King Con Read online




  King Con

  Stephen J. Cannell

  Stephen J. Cannell

  King Con

  PROLOGUE

  THE POKER GAME HAD BEEN A CARD-HUSTLER'S DREAM; the players were strictly in the talented-amateur category and the stakes were unlimited. It was rumored that hundreds of thousands of dollars routinely changed hands in the invitation-only game that commenced promptly at seven-thirty every Tuesday night in the luxurious locker room of New Jersey's Greenborough Country Club. There was an investment banker from Cleveland who was a cautious bettor, and refused to step up even when he held sure winners. He'd also occasionally chase a bluff like a puppy after a pickup truck. There was a fat electronics-store owner who was constantly bathed in a sheen of his own sweat and was a shameless plunger. There were two brothers from Greenborough, who owned a Lexus dealership. They were trying to team play, but kept misreading each other. They talked trash, drank too much, and ended up losing five out of six hands.

  Then there was Joseph Rina. He was only five-eight, but there was an aura about him. He radiated power and was movie-star handsome. He was reputed to be a New Jersey mob boss, although he had never been convicted of anything. His nickname on the street was Joe "Dancer." He sat at the green felt table, clothed in perfectly tailored Armani. He remained distant from the others, playing without comment, his magnificently handsome face giving away nothing. Joe Rina joined this game once a month. He would drive down from Atlantic City to the Greenborough Country Club and was generally the big winner.

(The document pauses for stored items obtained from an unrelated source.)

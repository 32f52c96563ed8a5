// crates/provenance-core/src/core/time.rs
// ============================================================================
// Module: Provenance Ledger Time Model
// Description: Canonical timestamp representation for records and audit logs.
// Purpose: Provide deterministic, replayable time values across ledger records.
// Dependencies: serde
// ============================================================================

//! ## Overview
//! The ledger uses explicit time values embedded in requests and records to
//! keep replay deterministic. The core engine never reads wall-clock time;
//! hosts must supply timestamps at the API boundary.

// ============================================================================
// SECTION: Imports
// ============================================================================

use std::fmt;

use serde::Deserialize;
use serde::Serialize;

// ============================================================================
// SECTION: Time Values
// ============================================================================

/// Canonical timestamp used in ledger records and audit logs.
///
/// # Invariants
/// - Values are unix epoch milliseconds, explicitly provided by callers.
/// - No validation is performed; monotonicity is a caller responsibility.
#[derive(
    Debug, Clone, Copy, PartialEq, Eq, PartialOrd, Ord, Hash, Serialize, Deserialize, Default,
)]
#[serde(transparent)]
pub struct Timestamp(i64);

impl Timestamp {
    /// Creates a timestamp from unix epoch milliseconds.
    #[must_use]
    pub const fn from_unix_millis(millis: i64) -> Self {
        Self(millis)
    }

    /// Returns the timestamp as unix epoch milliseconds.
    #[must_use]
    pub const fn as_unix_millis(self) -> i64 {
        self.0
    }

    /// Returns the signed millisecond difference `self - other`.
    #[must_use]
    pub const fn millis_since(self, other: Self) -> i64 {
        self.0.saturating_sub(other.0)
    }
}

impl fmt::Display for Timestamp {
    fn fmt(&self, f: &mut fmt::Formatter<'_>) -> fmt::Result {
        self.0.fmt(f)
    }
}

impl From<i64> for Timestamp {
    fn from(millis: i64) -> Self {
        Self(millis)
    }
}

  Seated to his right was Beano Bates. He had been trying to get in this high-stakes game for a month. He was a well-known card sharp and con man, so he was playing incognito, under the name of Frank Lemay. Dark-haired and handsome, he had always traded on his looks and charm.

  Although he was a world-class poker player, Beano never depended solely on his card-playing skill. He had two "shiners" working on the table: One was a money clip that he could lay on the table directly in front of him. It was shiny, but only reflected directly back. If you looked at the clip from any other angle, it appeared to be dull and non-reflective. Beano could deal cards over the clip, and the shiner would reflect the cards as they were flipped off the deck, giving him full knowledge of what was in play. The other was a "palm shiner," which he used when it wasn't his deal. It was a tiny, upside-down periscope. He could palm it, or hold it cupped in his hand on the green felt table, positioned so he could look down through the space between his fingers. The palm shiner was low enough on the table to read the cards being dealt off the deck across from him. These two shiner positions, plus his natural skill at cards, gave him an unbeatable edge.

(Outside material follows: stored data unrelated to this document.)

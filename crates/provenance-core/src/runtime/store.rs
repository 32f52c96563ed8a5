// crates/provenance-core/src/runtime/store.rs
// ============================================================================
// Module: Provenance In-Memory Store
// Description: Simple in-memory store and directory for tests and examples.
// Purpose: Provide deterministic implementations without external deps.
// Dependencies: crate::core, crate::interfaces
// ============================================================================

//! ## Overview
//! This module provides a simple in-memory implementation of
//! [`ProvenanceStore`] and a roster-backed [`CoordinatorDirectory`] for tests
//! and local demos. The in-memory store is not intended for production use.

// ============================================================================
// SECTION: Imports
// ============================================================================

use std::collections::BTreeMap;
use std::sync::Arc;
use std::sync::Mutex;

use crate::core::Coordinator;
use crate::core::CoordinatorId;
use crate::core::ProductId;
use crate::core::ProductProvenance;
use crate::interfaces::CoordinatorDirectory;
use crate::interfaces::DirectoryError;
use crate::interfaces::ProvenanceStore;
use crate::interfaces::StoreError;

// ============================================================================
// SECTION: In-Memory Store
// ============================================================================

/// In-memory provenance store for tests and examples.
#[derive(Debug, Default, Clone)]
pub struct InMemoryProvenanceStore {
    /// Provenance map protected by a mutex.
    products: Arc<Mutex<BTreeMap<ProductId, ProductProvenance>>>,
}

impl InMemoryProvenanceStore {
    /// Creates a new in-memory provenance store.
    #[must_use]
    pub fn new() -> Self {
        Self {
            products: Arc::new(Mutex::new(BTreeMap::new())),
        }
    }
}

impl ProvenanceStore for InMemoryProvenanceStore {
    fn load(&self, product_id: ProductId) -> Result<Option<ProductProvenance>, StoreError> {
        let guard = self
            .products
            .lock()
            .map_err(|_| StoreError::Store("provenance store mutex poisoned".to_string()))?;
        Ok(guard.get(&product_id).cloned())
    }

    fn save(&self, provenance: &ProductProvenance) -> Result<(), StoreError> {
        self.products
            .lock()
            .map_err(|_| StoreError::Store("provenance store mutex poisoned".to_string()))?
            .insert(provenance.product_id, provenance.clone());
        Ok(())
    }

    fn list_products(&self) -> Result<Vec<ProductId>, StoreError> {
        let guard = self
            .products
            .lock()
            .map_err(|_| StoreError::Store("provenance store mutex poisoned".to_string()))?;
        Ok(guard.keys().copied().collect())
    }
}

// ============================================================================
// SECTION: Shared Store Wrapper
// ============================================================================

/// Shared provenance store backed by an `Arc` trait object.
#[derive(Clone)]
pub struct SharedProvenanceStore {
    /// Inner store implementation.
    inner: Arc<dyn ProvenanceStore + Send + Sync>,
}

impl SharedProvenanceStore {
    /// Wraps a provenance store in a shared, clonable wrapper.
    #[must_use]
    pub fn from_store(store: impl ProvenanceStore + Send + Sync + 'static) -> Self {
        Self {
            inner: Arc::new(store),
        }
    }

    /// Wraps an existing shared store.
    #[must_use]
    pub const fn new(store: Arc<dyn ProvenanceStore + Send + Sync>) -> Self {
        Self {
            inner: store,
        }
    }
}

impl ProvenanceStore for SharedProvenanceStore {
    fn load(&self, product_id: ProductId) -> Result<Option<ProductProvenance>, StoreError> {
        self.inner.load(product_id)
    }

    fn save(&self, provenance: &ProductProvenance) -> Result<(), StoreError> {
        self.inner.save(provenance)
    }

    fn list_products(&self) -> Result<Vec<ProductId>, StoreError> {
        self.inner.list_products()
    }
}

// ============================================================================
// SECTION: Static Coordinator Directory
// ============================================================================

/// Coordinator directory backed by a fixed roster.
///
/// # Invariants
/// - Roster entries with empty role sets are rejected at construction.
#[derive(Debug, Default, Clone)]
pub struct StaticCoordinatorDirectory {
    /// Roster entries keyed by coordinator identifier.
    roster: BTreeMap<CoordinatorId, Coordinator>,
}

impl StaticCoordinatorDirectory {
    /// Builds a directory from a coordinator roster.
    ///
    /// # Errors
    ///
    /// Returns [`DirectoryError`] on duplicate identifiers or empty role sets.
    pub fn from_roster(entries: Vec<Coordinator>) -> Result<Self, DirectoryError> {
        let mut roster = BTreeMap::new();
        for entry in entries {
            if entry.roles.is_empty() {
                return Err(DirectoryError::Directory(format!(
                    "coordinator {} has no roles",
                    entry.coordinator_id
                )));
            }
            if roster.insert(entry.coordinator_id, entry.clone()).is_some() {
                return Err(DirectoryError::Directory(format!(
                    "duplicate coordinator id: {}",
                    entry.coordinator_id
                )));
            }
        }
        Ok(Self {
            roster,
        })
    }

    /// Returns the number of roster entries.
    #[must_use]
    pub fn len(&self) -> usize {
        self.roster.len()
    }

    /// Returns true when the roster is empty.
    #[must_use]
    pub fn is_empty(&self) -> bool {
        self.roster.is_empty()
    }
}

impl CoordinatorDirectory for StaticCoordinatorDirectory {
    fn resolve(
        &self,
        coordinator_id: CoordinatorId,
    ) -> Result<Option<Coordinator>, DirectoryError> {
        Ok(self.roster.get(&coordinator_id).cloned())
    }
}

  By ten-thirty, Beano Bates, a.k.a. Frank Lemay, was eighty-six thousand dollars ahead. The poker chips were stacked in columns in front of him like colorful prisoners captured in battle.

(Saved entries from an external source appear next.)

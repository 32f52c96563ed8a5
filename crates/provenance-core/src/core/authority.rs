// crates/provenance-core/src/core/authority.rs
// ============================================================================
// Module: Provenance Ledger Authority Model
// Description: Coordinator roles and the actions they authorize.
// Purpose: Provide the role vocabulary consumed by coordinator directories.
// Dependencies: serde
// ============================================================================

//! ## Overview
//! Coordinators are the principals acting on the ledger. Each coordinator
//! carries a set of roles; registry operations map to actions, and the
//! directory decides whether a coordinator's roles cover the requested
//! action. Unknown coordinators fail closed.

// ============================================================================
// SECTION: Imports
// ============================================================================

use serde::Deserialize;
use serde::Serialize;

use crate::core::identifiers::CoordinatorId;

// ============================================================================
// SECTION: Roles
// ============================================================================

/// Role granted to a coordinator.
///
/// # Invariants
/// - Variants are stable for serialization and config matching.
#[derive(Debug, Clone, Copy, PartialEq, Eq, PartialOrd, Ord, Hash, Serialize, Deserialize)]
#[serde(rename_all = "snake_case")]
pub enum CoordinatorRole {
    /// May register products and origins, and attach certificates and sources.
    Registrar,
    /// May verify origins and raw-material sources.
    Verifier,
}

// ============================================================================
// SECTION: Actions
// ============================================================================

/// Action requested against the registry, used for authorization decisions.
///
/// # Invariants
/// - Variants are stable for serialization and audit logging.
#[derive(Debug, Clone, Copy, PartialEq, Eq, Serialize, Deserialize)]
#[serde(rename_all = "snake_case")]
pub enum RegistryAction {
    /// Register a product in the catalog.
    RegisterProduct,
    /// Register a manufacturing origin for a product.
    RegisterOrigin,
    /// Verify a registered origin.
    VerifyOrigin,
    /// Attach a certificate to a product.
    AddCertificate,
    /// Attach a raw-material source to a product.
    AddMaterialSource,
    /// Verify a raw-material source.
    VerifyMaterialSource,
}

impl RegistryAction {
    /// Returns the role required to perform this action.
    #[must_use]
    pub const fn required_role(self) -> CoordinatorRole {
        match self {
            Self::RegisterProduct
            | Self::RegisterOrigin
            | Self::AddCertificate
            | Self::AddMaterialSource => CoordinatorRole::Registrar,
            Self::VerifyOrigin | Self::VerifyMaterialSource => CoordinatorRole::Verifier,
        }
    }

    /// Returns the stable action name used in audit records.
    #[must_use]
    pub const fn as_str(self) -> &'static str {
        match self {
            Self::RegisterProduct => "register_product",
            Self::RegisterOrigin => "register_origin",
            Self::VerifyOrigin => "verify_origin",
            Self::AddCertificate => "add_certificate",
            Self::AddMaterialSource => "add_material_source",
            Self::VerifyMaterialSource => "verify_material_source",
        }
    }
}

// ============================================================================
// SECTION: Coordinator Records
// ============================================================================

/// Coordinator roster entry resolved by directories.
///
/// # Invariants
/// - `roles` is non-empty for any coordinator admitted to a directory.
#[derive(Debug, Clone, PartialEq, Eq, Serialize, Deserialize)]
pub struct Coordinator {
    /// Coordinator identifier.
    pub coordinator_id: CoordinatorId,
    /// Human-readable coordinator name.
    pub name: String,
    /// Roles granted to the coordinator.
    pub roles: Vec<CoordinatorRole>,
}

impl Coordinator {
    /// Returns true when the coordinator holds the given role.
    #[must_use]
    pub fn has_role(&self, role: CoordinatorRole) -> bool {
        self.roles.contains(&role)
    }
}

  At eleven o'clock they took the main break, and Beano found himself standing next to Joe "Dancer" Rina at the urinal in the overlit men's locker room of the omate country club. White tile and chrome fixtures glittered under the bright ceiling lights, while the two men arched yellow streams into the shiny porcelain trough like two teenage boys pissing in a lake for distance.

  "You been getting good cards," Joe Rina said without emotion, his movie-star face revealing no hint of danger.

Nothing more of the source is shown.